Pyscho-pass ve Gelecek Toplumu
  • 4
    0
    0
    1
  • Psycho-pass, gelecekte savaşlar ve kaosun ardından ayakta kalmış ve dünyanın en istikrarlı ülkesi olmuş Japonya'da bize bir distopya sunuyor. Bu distopya renk paletleriyle William Gibson kitaplarını andırsa da disyopyanın içine girdiğimizde 1984'den daha karanlık bir gelecek tasviri önümüze çıkıyor. Japonya, savaşlardan ve kaostan tarihte yaptıkları gibi kendilerini izole ederek kurtulmuş olsa da örülen surlar sadece düşmanları dışarda tutmaya yaramaz. Aynı zamanda içeridekiler içinde bir hapishane oluşturur. Bir hapishanede bulunması gereken yegane şey gardiyandır. Bu noktada günümüz toplumunda pandemiyle beraber uygulanmaya başlayan ve otoriter devletlerde bir vatandaş puanlama sistemi olarak kendini gösteren bir gardiyan ortaya çıkarılır. Bentham'ın mükemmel hapishanesi  "Panoptikon", Pyshco-pass'te karşımıza "Sibly System" olarak çıkar. Sibly System, toplumu her yönden şekillendiren bir sistemdir.
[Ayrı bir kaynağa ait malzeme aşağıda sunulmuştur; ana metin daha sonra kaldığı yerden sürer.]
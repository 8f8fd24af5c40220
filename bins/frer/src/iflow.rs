//! Ingress flow command implementation.

use clap::Args;
use tsn::netlink::Result;
use tsn::netlink::genl::frer::{FrerConnection, FrerIflow};
use tsn::util::ifname;

#[derive(Args)]
pub struct IflowArgs {
    /// Ingress flow ID
    pub id: u32,

    /// Enable member stream
    #[arg(long = "ms_enable")]
    pub ms_enable: Option<u8>,

    /// Allocated member stream ID
    #[arg(long = "ms_id")]
    pub ms_id: Option<u16>,

    /// Enable sequence generation
    #[arg(long)]
    pub generation: Option<u8>,

    /// Enable popping of R-tag
    #[arg(long)]
    pub pop: Option<u8>,

    /// Split device 1, or '-' to remove
    #[arg(long, value_parser = parse_dev, allow_hyphen_values = true)]
    pub dev1: Option<u32>,

    /// Split device 2, or '-' to remove
    #[arg(long, value_parser = parse_dev, allow_hyphen_values = true)]
    pub dev2: Option<u32>,
}

fn parse_dev(s: &str) -> std::result::Result<u32, String> {
    if s.starts_with('-') {
        return Ok(0);
    }
    ifname::name_to_index(s).map_err(|e| e.to_string())
}

fn apply(flow: &FrerIflow, args: &IflowArgs) -> FrerIflow {
    let mut updated = *flow;
    if let Some(v) = args.ms_enable {
        updated.config.ms_enable = (v != 0) as u8;
    }
    if let Some(v) = args.ms_id {
        updated.config.ms_id = v;
    }
    if let Some(v) = args.generation {
        updated.config.generation = (v != 0) as u8;
    }
    if let Some(v) = args.pop {
        updated.config.pop = (v != 0) as u8;
    }
    if let Some(v) = args.dev1 {
        updated.dev1 = v;
    }
    if let Some(v) = args.dev2 {
        updated.dev2 = v;
    }
    updated
}

fn dev_name(index: u32) -> String {
    ifname::index_to_name(index).unwrap_or_else(|_| "-".to_string())
}

fn print_flow(flow: &FrerIflow) {
    println!("{:<14} {:>8}", "ms_enable:", flow.config.ms_enable);
    println!("{:<14} {:>8}", "ms_id:", flow.config.ms_id);
    println!("{:<14} {:>8}", "generation:", flow.config.generation);
    println!("{:<14} {:>8}", "pop:", flow.config.pop);
    println!("{:<14} {:>8}", "dev1:", dev_name(flow.dev1));
    println!("{:<14} {:>8}", "dev2:", dev_name(flow.dev2));
}

/// Run the iflow command.
pub async fn run(args: IflowArgs) -> Result<()> {
    let conn = FrerConnection::new().await?;
    let flow = conn.iflow(args.id).await?;
    let updated = apply(&flow, &args);

    if updated == flow {
        print_flow(&flow);
        return Ok(());
    }

    conn.set_iflow(args.id, &updated).await
}

#[cfg(test)]
mod tests {
    use super::*;
    use clap::Parser;
    use tsn::netlink::genl::frer::FrerIflowConfig;

    #[derive(Parser)]
    struct TestCli {
        #[command(flatten)]
        args: IflowArgs,
    }

    fn iflow_args(args: &[&str]) -> IflowArgs {
        TestCli::parse_from(std::iter::once("test").chain(args.iter().copied())).args
    }

    #[test]
    fn test_apply_no_options_is_identity() {
        let flow = FrerIflow {
            config: FrerIflowConfig {
                ms_enable: 1,
                ms_id: 4,
                ..Default::default()
            },
            dev1: 2,
            dev2: 0,
        };
        assert_eq!(apply(&flow, &iflow_args(&["7"])), flow);
    }

    #[test]
    fn test_apply_normalizes_booleans() {
        let flow = FrerIflow::default();
        let updated = apply(
            &flow,
            &iflow_args(&["7", "--ms_enable", "3", "--generation", "1", "--pop", "0"]),
        );
        assert_eq!(updated.config.ms_enable, 1);
        assert_eq!(updated.config.generation, 1);
        assert_eq!(updated.config.pop, 0);
    }

    #[test]
    fn test_dash_removes_device() {
        let flow = FrerIflow {
            dev1: 2,
            dev2: 3,
            ..Default::default()
        };
        let updated = apply(&flow, &iflow_args(&["7", "--dev1", "-"]));
        assert_eq!(updated.dev1, 0);
        assert_eq!(updated.dev2, 3);
    }
}
//! Connection to the frame preemption family.

use tracing::debug;

use super::types::{FpPortConfig, FpPortStatus};
use super::{FP_GENL_NAME, FP_GENL_VERSION, FpAttr, FpCmd};
use crate::netlink::attr::{AttrIter, get};
use crate::netlink::error::{Error, Result};
use crate::netlink::genl::connection::{GenlConnection, reply_attrs};

/// Connection to the frame preemption Generic Netlink family.
pub struct FpConnection {
    genl: GenlConnection,
    family_id: u16,
}

impl FpConnection {
    /// Connect and resolve the family ID.
    pub async fn new() -> Result<Self> {
        let genl = GenlConnection::new()?;
        let family = genl.get_family(FP_GENL_NAME).await?;
        debug!("connected to {} (id {})", FP_GENL_NAME, family.id);
        Ok(Self {
            genl,
            family_id: family.id,
        })
    }

    /// Fetch the preemption configuration for a port.
    pub async fn port_config(&self, ifindex: u32) -> Result<FpPortConfig> {
        let replies = self
            .genl
            .transact(self.family_id, FpCmd::ConfGet as u8, FP_GENL_VERSION, |b| {
                b.append_attr_u32(FpAttr::Idx as u16, ifindex);
            })
            .await?;
        decode_config(reply_attrs(&replies)?)
    }

    /// Apply a preemption configuration to a port.
    pub async fn set_port_config(&self, ifindex: u32, config: &FpPortConfig) -> Result<()> {
        self.genl
            .transact(self.family_id, FpCmd::ConfSet as u8, FP_GENL_VERSION, |b| {
                b.append_attr_record(FpAttr::Conf as u16, config);
                b.append_attr_u32(FpAttr::Idx as u16, ifindex);
            })
            .await?;
        Ok(())
    }

    /// Fetch the preemption status for a port.
    pub async fn port_status(&self, ifindex: u32) -> Result<FpPortStatus> {
        let replies = self
            .genl
            .transact(
                self.family_id,
                FpCmd::StatusGet as u8,
                FP_GENL_VERSION,
                |b| {
                    b.append_attr_u32(FpAttr::Idx as u16, ifindex);
                },
            )
            .await?;
        decode_status(reply_attrs(&replies)?)
    }
}

fn decode_config(attrs: &[u8]) -> Result<FpPortConfig> {
    for (attr_type, data) in AttrIter::new(attrs) {
        if attr_type == FpAttr::Conf as u16 {
            return get::record(data);
        }
    }
    Err(Error::MissingAttribute { name: "CONF" })
}

fn decode_status(attrs: &[u8]) -> Result<FpPortStatus> {
    for (attr_type, data) in AttrIter::new(attrs) {
        if attr_type == FpAttr::Status as u16 {
            return get::record(data);
        }
    }
    Err(Error::MissingAttribute { name: "STATUS" })
}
Uygun eşi sizin için seçen, uygun mesleğe sizi yönlendiren ve hatta insanları  simetik tarama sonucu "potansiyel suçlu" olarak niteleyip bu insanları toplumdan soyutlayarak veya "infaz ederek" topluma şekil veren bir sistemdir. 

     

    "Sibly, yemek pişirmek için bıçak kullanmak veya bir şeyler yazmak için kağıt kullanmak gibi kullanmak değil mi? İyi ya da kötü ile ilgisi yok. Sanki oradaymış gibi, bu yüzden onu kabul ediyor ve kullanıyoruz. "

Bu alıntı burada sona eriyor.